According to Reuters, a study published in the American Journal of Public Health shows that raising the price of a can of soda by 35% cut soft drink sales in a hospital cafeteria by 26%, offering some evidence that adding a tax to soda pop may prod consumers into making better choices.
Obesity adds an estimated $147 billion a year in costs to the U.S. healthcare system and several states, including New York and California, have weighed a tax on sweetened soft drinks to defray the cost of obesity-related diseases. First Lady Michelle Obama last month unveiled a 70-point plan to reduce childhood obesity which called for an analysis of the impact of local sales taxes on consumption of less healthy foods.
For the study, the researchers raised the price of a can of soda by 45 cents or 35% in the cafeteria at the Harvard-affiliated Brigham and Women’s Hospital in Boston, Mass. and then measured the effect on sales. The price increase applied to sugary soft drinks, which they defined as carbonated beverages with calories.
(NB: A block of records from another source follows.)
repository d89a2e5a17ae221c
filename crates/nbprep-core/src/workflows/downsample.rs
use super::record_rng;
use crate::core::models::neighborhood::NeighborhoodRecord;
use crate::engine::config::{DownsampleConfig, check_probability};
use crate::engine::downsample::Downsampler;
use crate::engine::error::EngineError;
use crate::engine::progress::{Progress, ProgressReporter};
use tracing::{info, instrument};

#[cfg(feature = "parallel")]
use rayon::prelude::*;

/// Downsamples every record with removal probability `p`.
///
/// Record `i` draws from [`record_rng(seed, i)`](super::record_rng), so the output depends only
/// on the inputs and `seed`. Output order matches input order.
///
/// # Errors
///
/// Returns [`EngineError::Config`] for a probability outside `[0, 1]` and
/// [`EngineError::Downsample`] for the first record (by index) that could not be downsampled.
#[instrument(skip_all, name = "downsample_workflow", fields(records = records.len(), p = p, seed = seed))]
pub fn run(
    records: &[NeighborhoodRecord],
    config: &DownsampleConfig,
    p: f64,
    seed: u64,
    reporter: &ProgressReporter,
) -> Result<Vec<NeighborhoodRecord>, EngineError> {
    let p = check_probability(p)?;
    let downsampler = Downsampler::new(config.clone());

    info!("Downsampling {} neighborhoods.", records.len());
    reporter.report(Progress::BatchStart {
        name: "Downsampling",
        total: records.len() as u64,
    });

    #[cfg(not(feature = "parallel"))]
    let iterator = records.iter().enumerate();

    #[cfg(feature = "parallel")]
    let iterator = records.par_iter().enumerate();

    let results: Vec<Result<NeighborhoodRecord, EngineError>> = iterator
        .map(|(index, record)| {
            let mut rng = record_rng(seed, index);
            let result = downsampler
                .downsample(record, p, &mut rng)
                .map_err(|source| EngineError::Downsample {
                    index,
                    res_id: Box::new(record.res_id.clone()),
                    source,
                });
            reporter.report(Progress::ItemDone);
            result
        })
        .collect();

    reporter.report(Progress::BatchFinish);

    let downsampled = results.into_iter().collect::<Result<Vec<_>, _>>()?;
    let kept: usize = downsampled.iter().map(|r| r.atom_count()).sum();
    let before: usize = records.iter().map(|r| r.atom_count()).sum();
    info!(atoms_before = before, atoms_after = kept, "Downsampling finished.");
    Ok(downsampled)
}
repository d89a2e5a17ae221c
pub mod geometry;
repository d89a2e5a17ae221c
use super::load_records;
use crate::cli::DownsampleArgs;
use crate::config;
use crate::error::{CliError, Result};
use crate::utils::progress::CliProgressHandler;
use nbprep::core::io::dataset;
use nbprep::engine::progress::ProgressReporter;
use nbprep::workflows;
use tracing::info;

pub fn run(args: DownsampleArgs) -> Result<()> {
    let settings = config::build_downsample_settings(&args.config, &args.sampling)?;
    info!(
        "Resolved settings: capacity={}, p={}, seed={}",
        settings.core_config.capacity, settings.removal_probability, settings.seed
    );

    let records = load_records(&args.input, args.dedup)?;

    let progress_handler = CliProgressHandler::new();
    let reporter = ProgressReporter::with_callback(progress_handler.get_callback());

    println!("Downsampling {} neighborhood(s)...", records.len());
    let downsampled = workflows::downsample::run(
        &records,
        &settings.core_config,
        settings.removal_probability,
        settings.seed,
        &reporter,
    )?;

    dataset::write_dataset(&downsampled, &args.output).map_err(CliError::core)?;

    let before: usize = records.iter().map(|r| r.atom_count()).sum();
    let after: usize = downsampled.iter().map(|r| r.atom_count()).sum();
    println!(
        "✓ Wrote {} record(s) to {} ({} of {} atoms kept)",
        downsampled.len(),
        args.output.display(),
        after,
        before
    );
    Ok(())
}
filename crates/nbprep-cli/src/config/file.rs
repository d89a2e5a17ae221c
use crate::error::{CliError, Result};
use serde::Deserialize;
use std::path::{Path, PathBuf};
use tracing::debug;

#[derive(Deserialize, Debug, Default, Clone, PartialEq)]
#[serde(deny_unknown_fields, rename_all = "kebab-case")]
pub struct FileDownsamplingConfig {
    pub capacity: Option<usize>,
    pub max_sites: Option<usize>,
    pub backbone_atoms: Option<Vec<String>>,
    pub removal_probability: Option<f64>,
    pub seed: Option<u64>,
}

#[derive(Deserialize, Debug, Default, Clone, PartialEq)]
#[serde(deny_unknown_fields, rename_all = "kebab-case")]
pub struct FileReconstructionConfig {
    pub params_path: Option<PathBuf>,
}

#[derive(Deserialize, Debug, Default, Clone, PartialEq)]
#[serde(deny_unknown_fields)]
pub struct FileConfig {
    pub downsampling: Option<FileDownsamplingConfig>,
    pub reconstruction: Option<FileReconstructionConfig>,
}

impl FileConfig {
    pub fn from_file(path: &Path) -> Result<Self> {
        debug!("Loading configuration from file: {:?}", path);
        let content = std::fs::read_to_string(path)?;
        toml::from_str(&content).map_err(|e| CliError::FileParsing {
            path: path.to_path_buf(),
            source: e.into(),
        })
    }

    pub fn load_optional(path: Option<&Path>) -> Result<Self> {
        path.map_or_else(|| Ok(Self::default()), Self::from_file)
    }
}
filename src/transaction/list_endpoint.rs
use axum::{
    Json,
    extract::State,
    response::{IntoResponse, Response},
};
use serde_json::json;

use crate::{
    Error,
    transaction::{
        TransactionState,
        core::{TransactionList, list_transactions},
    },
};

/// A route handler that responds with every transaction, newest first, and the balance.
///
/// On failure the response still has an empty `transactions` list so the
/// front end can render it.
pub async fn list_transactions_endpoint(State(state): State<TransactionState>) -> Response {
    match load_transactions(&state).await {
        Ok(list) => Json(list).into_response(),
        Err(error) => {
            tracing::error!("Could not list transactions: {error}");
            (
                error.status_code(),
                Json(json!({ "transactions": [], "error": error.client_message() })),
            )
                .into_response()
        }
    }
}

async fn load_transactions(state: &TransactionState) -> Result<TransactionList, Error> {
    let worksheet = state.gateway.acquire().await?;

    list_transactions(worksheet.as_ref()).await
}
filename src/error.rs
//! Defines the app level error type and its conversion to JSON error responses.
use axum::{
    Json,
    http::StatusCode,
    response::{IntoResponse, Response},
};
use serde_json::json;

/// The errors that may occur in the application.
#[derive(Debug, thiserror::Error, PartialEq)]
pub enum Error {
    /// The spreadsheet could not be reached, e.g. the credentials are missing,
    /// the access token request was refused or the spreadsheet could not be
    /// opened or created.
    ///
    /// The string describes the underlying cause and should only be logged on
    /// the server.
    #[error("could not connect to the spreadsheet: {0}")]
    GatewayUnavailable(String),

    /// The service account credentials could not be loaded or parsed.
    #[error("invalid service account credentials: {0}")]
    Credentials(String),

    /// A call to the spreadsheet failed after the worksheet was opened.
    #[error("spreadsheet request failed: {0}")]
    Sheet(String),

    /// The requested resource was not found.
    ///
    /// For the transaction endpoints, no row has an ID cell equal to the
    /// requested ID.
    #[error("the requested resource could not be found")]
    NotFound,

    /// An export was requested but the worksheet only contains the header row.
    #[error("there are no transactions to export")]
    EmptyExport,

    /// The export workbook could not be written.
    #[error("could not write the export workbook: {0}")]
    Export(String),

    /// An error occurred while getting the local timezone from a canonical timezone string.
    #[error("invalid timezone {0}")]
    InvalidTimezone(String),
}

impl From<rust_xlsxwriter::XlsxError> for Error {
    fn from(value: rust_xlsxwriter::XlsxError) -> Self {
        Error::Export(value.to_string())
    }
}

impl From<reqwest::Error> for Error {
    fn from(value: reqwest::Error) -> Self {
        Error::Sheet(value.to_string())
    }
}

impl Error {
    /// The status code of the response for this error.
    pub fn status_code(&self) -> StatusCode {
        match self {
            Error::NotFound => StatusCode::NOT_FOUND,
            Error::EmptyExport => StatusCode::BAD_REQUEST,
            _ => StatusCode::INTERNAL_SERVER_ERROR,
        }
    }

    /// The message shown to the client.
    ///
    /// Server errors get a generic message, the details are only logged.
    pub fn client_message(&self) -> &'static str {
        match self {
            Error::NotFound => "Not found",
            Error::EmptyExport => "No data to export",
            Error::GatewayUnavailable(_) | Error::Credentials(_) => {
                "Could not connect to Google Sheets"
            }
            _ => "An unexpected error occurred, check the server logs for more details.",
        }
    }
}

impl IntoResponse for Error {
    fn into_response(self) -> Response {
        let status = self.status_code();

        if status.is_server_error() {
            tracing::error!("An unexpected error occurred: {self}");
        }

        (status, Json(json!({ "error": self.client_message() }))).into_response()
    }
}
Instead of reaching for an energy drink or fruit juice, people tended to increase their consumption of diet drinks or coffee during the study period. The team compared the effect of a price increase to an educational campaign, in which the team posted signs and information about weight loss and the need to cut back on sweetened beverages. This appeared to have no effect on buying habits of regular soda.
The researchers concluded that the study suggests a price increase should be part of the conversation policymakers have among themselves as they weigh options to address obesity in the United States.